→ **Exercise prompt**: Looking at the listing below, give the number of lines in which the string "city" appears, and add nothing else.

=== Entries shown ===

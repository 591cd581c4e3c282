use crate::models::{Listing, ListingKind, ListingStatus, PropertyType};
use chrono::{DateTime, NaiveDate, Utc};
use serde::{Deserialize, Serialize};
use std::collections::BTreeSet;

pub const UNTITLED: &str = "Untitled Listing";
pub const LOCATION_HIDDEN: &str = "Location hidden";
pub const PLACEHOLDER_IMAGE: &str = "/placeholder.svg";

#[derive(Debug, Clone, Copy, Serialize, Deserialize, PartialEq, Eq, Default)]
pub enum LeaseDuration {
    #[serde(rename = "1_month")]
    OneMonth,
    #[serde(rename = "6_months")]
    SixMonths,
    #[serde(rename = "1_year")]
    OneYear,
    #[serde(rename = "rent_to_own")]
    RentToOwn,
    #[serde(rename = "sublet")]
    Sublet,
    #[default]
    #[serde(rename = "na")]
    NotApplicable,
}

impl LeaseDuration {
    pub fn label(&self) -> &'static str {
        match self {
            LeaseDuration::OneMonth => "1 month",
            LeaseDuration::SixMonths => "6 months",
            LeaseDuration::OneYear => "1 year",
            LeaseDuration::RentToOwn => "Rent to own",
            LeaseDuration::Sublet => "Sublet/temporary",
            LeaseDuration::NotApplicable => "N/A",
        }
    }
}

#[derive(Debug, Clone, Copy, Serialize, Deserialize, PartialEq, Eq, Default)]
#[serde(rename_all = "lowercase")]
pub enum ContactRole {
    #[default]
    Owner,
    Company,
}

#[derive(Debug, Clone, Serialize, Deserialize, PartialEq, Eq, Default)]
pub struct Contact {
    pub role: ContactRole,
    pub name: String,
    pub email: String,
    pub phone: String,
}

/// A locally chosen image; never uploaded
#[derive(Debug, Clone, PartialEq, Eq)]
pub struct Photo {
    pub file_name: String,
    pub bytes: Vec<u8>,
}

impl Photo {
    pub fn new(file_name: impl Into<String>, bytes: Vec<u8>) -> Self {
        Self {
            file_name: file_name.into(),
            bytes,
        }
    }
}

/// Everything collected by the create-listing wizard.
///
/// Only one pricing path counts at publish time: `monthly_rent` for rentals,
/// `sale_price` for sales. The other is kept but ignored.
#[derive(Debug, Clone, PartialEq)]
pub struct ListingDraft {
    pub title: String,
    pub street_address: String,
    pub plot_number: String,
    pub property_type: Option<PropertyType>,
    pub listing_kind: ListingKind,
    pub year_built: Option<i32>,
    pub square_footage: Option<u32>,
    pub bedrooms: Option<u32>,
    pub bathrooms: Option<f32>,
    pub description: String,
    pub upgrades: String,
    pub show_address: bool,
    pub monthly_rent: Option<i64>,
    pub sale_price: Option<i64>,
    pub charge_security_deposit: bool,
    pub security_deposit_amount: Option<i64>,
    pub available_date: Option<NaiveDate>,
    pub lease_duration: LeaseDuration,
    pub lease_description: String,
    pub amenities: BTreeSet<String>,
    pub photos: Vec<Photo>,
    pub contact: Contact,
    pub allow_phone: bool,
}

impl Default for ListingDraft {
    fn default() -> Self {
        Self {
            title: String::new(),
            street_address: String::new(),
            plot_number: String::new(),
            property_type: None,
            listing_kind: ListingKind::Rent,
            year_built: None,
            square_footage: None,
            bedrooms: None,
            bathrooms: None,
            description: String::new(),
            upgrades: String::new(),
            show_address: true,
            monthly_rent: None,
            sale_price: None,
            charge_security_deposit: false,
            security_deposit_amount: None,
            available_date: None,
            lease_duration: LeaseDuration::NotApplicable,
            lease_description: String::new(),
            amenities: BTreeSet::new(),
            photos: Vec::new(),
            contact: Contact::default(),
            allow_phone: true,
        }
    }
}

/// A single field edit
#[derive(Debug, Clone, PartialEq)]
pub enum DraftField {
    Title(String),
    StreetAddress(String),
    PlotNumber(String),
    PropertyType(Option<PropertyType>),
    ListingKind(ListingKind),
    YearBuilt(Option<i32>),
    SquareFootage(Option<u32>),
    Bedrooms(Option<u32>),
    Bathrooms(Option<f32>),
    Description(String),
    Upgrades(String),
    ShowAddress(bool),
    MonthlyRent(Option<i64>),
    SalePrice(Option<i64>),
    ChargeSecurityDeposit(bool),
    SecurityDepositAmount(Option<i64>),
    AvailableDate(Option<NaiveDate>),
    LeaseDuration(LeaseDuration),
    LeaseDescription(String),
    ContactRole(ContactRole),
    ContactName(String),
    ContactEmail(String),
    ContactPhone(String),
    AllowPhone(bool),
}

impl ListingDraft {
    pub fn set(&mut self, field: DraftField) {
        match field {
            DraftField::Title(v) => self.title = v,
            DraftField::StreetAddress(v) => self.street_address = v,
            DraftField::PlotNumber(v) => self.plot_number = v,
            DraftField::PropertyType(v) => self.property_type = v,
            DraftField::ListingKind(v) => self.listing_kind = v,
            DraftField::YearBuilt(v) => self.year_built = v,
            DraftField::SquareFootage(v) => self.square_footage = v,
            DraftField::Bedrooms(v) => self.bedrooms = v,
            DraftField::Bathrooms(v) => self.bathrooms = v,
            DraftField::Description(v) => self.description = v,
            DraftField::Upgrades(v) => self.upgrades = v,
            DraftField::ShowAddress(v) => self.show_address = v,
            DraftField::MonthlyRent(v) => self.monthly_rent = v,
            DraftField::SalePrice(v) => self.sale_price = v,
            DraftField::ChargeSecurityDeposit(v) => {
                self.charge_security_deposit = v;
                if !v {
                    self.security_deposit_amount = None;
                }
            }
            DraftField::SecurityDepositAmount(v) => self.security_deposit_amount = v,
            DraftField::AvailableDate(v) => self.available_date = v,
            DraftField::LeaseDuration(v) => self.lease_duration = v,
            DraftField::LeaseDescription(v) => self.lease_description = v,
            DraftField::ContactRole(v) => self.contact.role = v,
            DraftField::ContactName(v) => self.contact.name = v,
            DraftField::ContactEmail(v) => self.contact.email = v,
            DraftField::ContactPhone(v) => self.contact.phone = v,
            DraftField::AllowPhone(v) => self.allow_phone = v,
        }
    }

    /// Insert a trimmed amenity. Returns false for blank or duplicate input.
    pub fn add_amenity(&mut self, raw: &str) -> bool {
        let amenity = raw.trim();
        if amenity.is_empty() {
            return false;
        }
        self.amenities.insert(amenity.to_string())
    }

    pub fn remove_amenity(&mut self, amenity: &str) -> bool {
        self.amenities.remove(amenity)
    }

    pub fn add_photos(&mut self, photos: impl IntoIterator<Item = Photo>) {
        self.photos.extend(photos);
    }

    /// Price on the active pricing path
    pub fn asking_price(&self) -> i64 {
        match self.listing_kind {
            ListingKind::Rent => self.monthly_rent.unwrap_or(0),
            ListingKind::Sale => self.sale_price.unwrap_or(0),
        }
    }

    /// Stored location string. `show_address` does not affect it.
    pub fn location_label(&self) -> String {
        if self.street_address.is_empty() {
            return LOCATION_HIDDEN.to_string();
        }
        if self.plot_number.is_empty() {
            self.street_address.clone()
        } else {
            format!("{} (Plot {})", self.street_address, self.plot_number)
        }
    }

    /// Address line shown on the preview step
    pub fn address_preview(&self) -> String {
        let mut line = if self.street_address.is_empty() {
            "—".to_string()
        } else {
            self.street_address.clone()
        };
        if !self.plot_number.is_empty() {
            line.push_str(&format!(" (Plot {})", self.plot_number));
        }
        if !self.show_address {
            line.push_str(" (hidden)");
        }
        line
    }

    /// Build the published listing. Missing numbers become 0 and a blank
    /// title becomes "Untitled Listing".
    pub fn finalize(&self, now: DateTime<Utc>) -> Listing {
        let title = if self.title.is_empty() {
            UNTITLED.to_string()
        } else {
            self.title.clone()
        };

        Listing {
            id: now.timestamp_millis().to_string(),
            title,
            kind: self.listing_kind,
            price: self.asking_price(),
            location: self.location_label(),
            bedrooms: self.bedrooms.unwrap_or(0),
            bathrooms: self.bathrooms.unwrap_or(0.0),
            area: self.square_footage.unwrap_or(0),
            image: PLACEHOLDER_IMAGE.to_string(),
            status: ListingStatus::Active,
            views: 0,
            created_at: now.date_naive(),
        }
    }
}
use crate::catalog::traits::PropertyRepository;
use crate::models::{ListingKind, Location, PropertyRecord};
use anyhow::Result;
use async_trait::async_trait;
use chrono::NaiveDate;
use tracing::info;

/// Built-in catalog used when no catalog file is configured
#[derive(Debug, Clone)]
pub struct SampleRepository {
    records: Vec<PropertyRecord>,
}

impl SampleRepository {
    pub fn new() -> Self {
        Self {
            records: sample_properties(),
        }
    }

    pub fn with_records(records: Vec<PropertyRecord>) -> Self {
        Self { records }
    }
}

impl Default for SampleRepository {
    fn default() -> Self {
        Self::new()
    }
}

#[async_trait]
impl PropertyRepository for SampleRepository {
    async fn list(&self) -> Result<Vec<PropertyRecord>> {
        info!(count = self.records.len(), "Serving sample catalog");
        Ok(self.records.clone())
    }

    fn source_name(&self) -> &'static str {
        "Sample"
    }
}

fn date(y: i32, m: u32, d: u32) -> NaiveDate {
    NaiveDate::from_ymd_opt(y, m, d).unwrap_or_default()
}

fn photo(id: &str) -> String {
    format!("https://images.unsplash.com/{}?w=800&h=600&fit=crop", id)
}

/// The six showcase properties listed on the browse page
pub fn sample_properties() -> Vec<PropertyRecord> {
    vec![
        PropertyRecord {
            id: "1".to_string(),
            title: "Modern Downtown Apartment".to_string(),
            price: 2500,
            kind: ListingKind::Rent,
            address: "123 Main St, Downtown".to_string(),
            location: Location::city("New York").with_coordinates(40.7128, -74.0060),
            bedrooms: 2,
            bathrooms: 2.0,
            area: 1200,
            images: vec![
                photo("photo-1560448204-e02f11c3d0e2"),
                photo("photo-1502672260266-1c1ef2d93688"),
                photo("photo-1512917774080-9991f1c4c750"),
            ],
            rating: 4.8,
            reviews: 24,
            added_date: date(2024, 1, 15),
        },
        PropertyRecord {
            id: "2".to_string(),
            title: "Cozy Family House".to_string(),
            price: 750_000,
            kind: ListingKind::Sale,
            address: "456 Oak Ave, Suburbs".to_string(),
            location: Location::city("Los Angeles").with_coordinates(34.0522, -118.2437),
            bedrooms: 4,
            bathrooms: 3.0,
            area: 2200,
            images: vec![
                photo("photo-1718150997685-6a20748d4973"),
                photo("photo-1564013796-729b203e9a76"),
            ],
            rating: 4.9,
            reviews: 31,
            added_date: date(2024, 1, 10),
        },
        PropertyRecord {
            id: "3".to_string(),
            title: "Luxury Waterfront Condo".to_string(),
            price: 1800,
            kind: ListingKind::Rent,
            address: "789 Harbor Blvd, Waterfront".to_string(),
            location: Location::city("Miami").with_coordinates(25.7617, -80.1918),
            bedrooms: 1,
            bathrooms: 1.0,
            area: 900,
            images: vec![photo("photo-1502672260266-1c1ef2d93688")],
            rating: 4.7,
            reviews: 18,
            added_date: date(2024, 1, 8),
        },
        PropertyRecord {
            id: "4".to_string(),
            title: "Spacious Townhouse".to_string(),
            price: 520_000,
            kind: ListingKind::Sale,
            address: "321 Pine St, Midtown".to_string(),
            location: Location::city("Chicago").with_coordinates(41.8781, -87.6298),
            bedrooms: 3,
            bathrooms: 2.5,
            area: 1800,
            images: vec![photo("photo-1512917774080-9991f1c4c750")],
            rating: 4.6,
            reviews: 22,
            added_date: date(2024, 1, 5),
        },
        PropertyRecord {
            id: "5".to_string(),
            title: "Urban Studio Loft".to_string(),
            price: 1900,
            kind: ListingKind::Rent,
            address: "567 Urban Ave, Downtown".to_string(),
            location: Location::city("San Francisco"),
            bedrooms: 1,
            bathrooms: 1.0,
            area: 750,
            images: vec![],
            rating: 4.5,
            reviews: 15,
            added_date: date(2024, 1, 3),
        },
        PropertyRecord {
            id: "6".to_string(),
            title: "Suburban Family Home".to_string(),
            price: 680_000,
            kind: ListingKind::Sale,
            address: "890 Suburban Dr, Suburbs".to_string(),
            location: Location::city("Dallas").with_coordinates(32.7767, -96.7970),
            bedrooms: 5,
            bathrooms: 4.0,
            area: 2800,
            images: vec![photo("photo-1649083048337-4aeb6dda80bb")],
            rating: 4.7,
            reviews: 28,
            added_date: date(2024, 1, 1),
        },
    ]
}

===

→ **Reply**: 6